## Directions for this task
Tally the lines below that contain the word "submission", then give the tally alone.

------ Task input ------

//! The chat session: one transcript, one composer and one transport selector,
//! driven by discrete actions from a single owning task.
//!
//! [`ChatSession::apply`] performs every state transition synchronously and
//! returns at most one [`SessionCommand`] for the host to execute (running a
//! one-shot exchange, or handing control back to the login flow).

use tracing::{debug, info, warn};

use crate::api::ModelInfo;
use crate::core::aggregator::ResponseAggregator;
use crate::core::composer::{Composer, ComposerState};
use crate::core::preferences::PreferenceSource;
use crate::core::transcript::Transcript;
use crate::core::transport::{
    ChannelMode, Dispatch, ExchangeId, OneShotJob, OutboundRequest, PersistentChannel,
    TransportEvent, TransportSelector, TransportState,
};

#[derive(Debug, Clone, PartialEq)]
pub enum SessionAction {
    InsertText(String),
    InsertChar(char),
    Backspace,
    ClearInput,
    SelectModel(Option<String>),
    CycleModel { forward: bool },
    Submit,
    CatalogLoaded(Vec<ModelInfo>),
    CatalogFailed(String),
    /// An HTTP collaborator got a 401 for this session.
    AuthenticationLost(String),
    Transport {
        event: TransportEvent,
        exchange: ExchangeId,
    },
    Logout,
}

#[derive(Debug, Clone, PartialEq)]
pub enum SessionCommand {
    RunOneShot(OneShotJob),
    /// The server no longer recognises the session; the session has ended.
    AuthenticationLost,
    /// The user logged out; the session has ended.
    LoggedOut,
}

pub struct ChatSession {
    transcript: Transcript,
    composer: Composer,
    selector: TransportSelector,
    preferences: Box<dyn PreferenceSource>,
    catalog: Vec<ModelInfo>,
    requested_model: Option<String>,
    notice: Option<String>,
    ended: bool,
}

impl ChatSession {
    pub fn new(
        max_input_chars: usize,
        channel: Option<Box<dyn PersistentChannel>>,
        preferences: Box<dyn PreferenceSource>,
    ) -> Self {
        info!(
            streaming = channel.is_some(),
            max_input_chars, "chat session started"
        );
        Self {
            transcript: Transcript::new(),
            composer: Composer::new(max_input_chars),
            selector: TransportSelector::new(channel),
            preferences,
            catalog: Vec::new(),
            requested_model: None,
            notice: None,
            ended: false,
        }
    }

    /// Model to select once the catalog arrives, taking precedence over the
    /// preference model.
    pub fn with_requested_model(mut self, model: Option<String>) -> Self {
        self.requested_model = model.filter(|m| !m.trim().is_empty());
        self
    }

    pub fn transcript(&self) -> &Transcript {
        &self.transcript
    }

    pub fn composer(&self) -> &Composer {
        &self.composer
    }

    pub fn catalog(&self) -> &[ModelInfo] {
        &self.catalog
    }

    pub fn transport_state(&self) -> TransportState {
        self.selector.state()
    }

    /// Mode of the exchange in flight, or the one the next send would use.
    pub fn channel_mode(&self) -> ChannelMode {
        self.selector
            .in_flight_mode()
            .unwrap_or_else(|| self.selector.preferred_mode())
    }

    pub fn notice(&self) -> Option<&str> {
        self.notice.as_deref()
    }

    pub fn is_ended(&self) -> bool {
        self.ended
    }

    /// A request is out and nothing has come back yet.
    pub fn is_awaiting_first_content(&self) -> bool {
        self.selector.state() == TransportState::AwaitingResponse
    }

    pub fn apply(&mut self, action: SessionAction) -> Option<SessionCommand> {
        if self.ended {
            debug!("ignoring action on ended session");
            return None;
        }

        match action {
            SessionAction::InsertText(text) => {
                self.composer.insert_str(&text);
                None
            }
            SessionAction::InsertChar(ch) => {
                self.composer.insert_char(ch);
                None
            }
            SessionAction::Backspace => {
                self.composer.backspace();
                None
            }
            SessionAction::ClearInput => {
                self.composer.clear_input();
                None
            }
            SessionAction::SelectModel(model) => {
                if !self.composer.select_model(model.as_deref()) {
                    debug!(?model, "model selection refused");
                }
                None
            }
            SessionAction::CycleModel { forward } => {
                self.composer.cycle_model(forward);
                None
            }
            SessionAction::Submit => self.submit(),
            SessionAction::CatalogLoaded(models) => {
                self.load_catalog(models);
                None
            }
            SessionAction::CatalogFailed(reason) => {
                warn!("model catalog unavailable: {reason}");
                self.catalog.clear();
                self.composer.set_models(Vec::new());
                self.notice = Some(format!("Could not load models: {reason}"));
                None
            }
            SessionAction::AuthenticationLost(reason) => {
                warn!("session rejected by server: {reason}");
                self.terminate();
                Some(SessionCommand::AuthenticationLost)
            }
            SessionAction::Transport { event, exchange } => {
                self.handle_transport_event(event, exchange)
            }
            SessionAction::Logout => {
                info!("logging out");
                self.terminate();
                Some(SessionCommand::LoggedOut)
            }
        }
    }

    fn load_catalog(&mut self, models: Vec<ModelInfo>) {
        let names: Vec<String> = models.iter().map(|m| m.name.clone()).collect();
        self.catalog = models;
        self.composer.set_models(names);

        if self.catalog.is_empty() {
            self.notice = Some("No models available on the server".to_string());
            return;
        }
        self.notice = None;

        if self.composer.selected_model().is_some() {
            return;
        }
        let seed = self
            .requested_model
            .clone()
            .or_else(|| self.preferences.snapshot().model);
        if let Some(model) = seed {
            if !self.composer.select_model(Some(&model)) {
                self.notice = Some(format!("Model {model} is not offered by the server"));
            }
        }
    }

    fn submit(&mut self) -> Option<SessionCommand> {
        let submission = match self.composer.submit(self.selector.state()) {
            Ok(submission) => submission,
            Err(err) => {
                debug!("submit refused: {err}");
                self.notice = Some(err.to_string());
                return None;
            }
        };
        self.notice = None;
        self.transcript.push_user(submission.content);

        let request = OutboundRequest {
            model: submission.model,
            turns: self.transcript.history(),
            preferences: self.preferences.snapshot(),
        };
        if !request.is_valid() {
            warn!("refusing to dispatch an incomplete request");
            self.composer.on_transport_idle();
            return None;
        }

        match self.selector.dispatch(&request) {
            Dispatch::Streaming(_) => None,
            Dispatch::OneShot(job) => Some(SessionCommand::RunOneShot(job)),
        }
    }

    fn handle_transport_event(
        &mut self,
        event: TransportEvent,
        exchange: ExchangeId,
    ) -> Option<SessionCommand> {
        if !self.selector.accepts(exchange) {
            if matches!(event, TransportEvent::Disconnected(_)) {
                self.selector.on_channel_lost();
            } else {
                debug!(%exchange, "dropping event for a finished exchange");
            }
            return None;
        }

        match event {
            TransportEvent::Fragment(text) => {
                self.selector.mark_streaming(exchange);
                ResponseAggregator::new(&mut self.transcript).on_fragment(&text);
            }
            TransportEvent::Completed => {
                ResponseAggregator::new(&mut self.transcript).on_complete();
                self.finish(exchange);
            }
            TransportEvent::Reply(text) => {
                ResponseAggregator::new(&mut self.transcript).on_reply(&text);
                self.finish(exchange);
            }
            TransportEvent::Failed(failure) if failure.is_unauthorized() => {
                warn!("session rejected by server: {failure}");
                self.terminate();
                return Some(SessionCommand::AuthenticationLost);
            }
            TransportEvent::Failed(failure) => {
                ResponseAggregator::new(&mut self.transcript).on_error(&failure.message);
                self.finish(exchange);
            }
            TransportEvent::Disconnected(reason) => {
                if self.selector.in_flight_mode() == Some(ChannelMode::Streaming) {
                    ResponseAggregator::new(&mut self.transcript)
                        .on_error(&format!("Connection lost: {reason}"));
                    self.finish(exchange);
                }
                self.selector.on_channel_lost();
            }
        }
        None
    }

    fn finish(&mut self, exchange: ExchangeId) {
        if self.selector.finish(exchange) {
            self.composer.on_transport_idle();
        }
    }

    fn terminate(&mut self) {
        self.selector.close();
        self.transcript.clear();
        self.composer.clear_input();
        self.ended = true;
    }

    /// Whether the composer currently accepts a submit.
    pub fn can_send(&self) -> bool {
        self.composer.can_send() && self.selector.is_idle()
    }

    pub fn composer_state(&self) -> ComposerState {
        self.composer.state()
    }
}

------

## Answer to the problem
4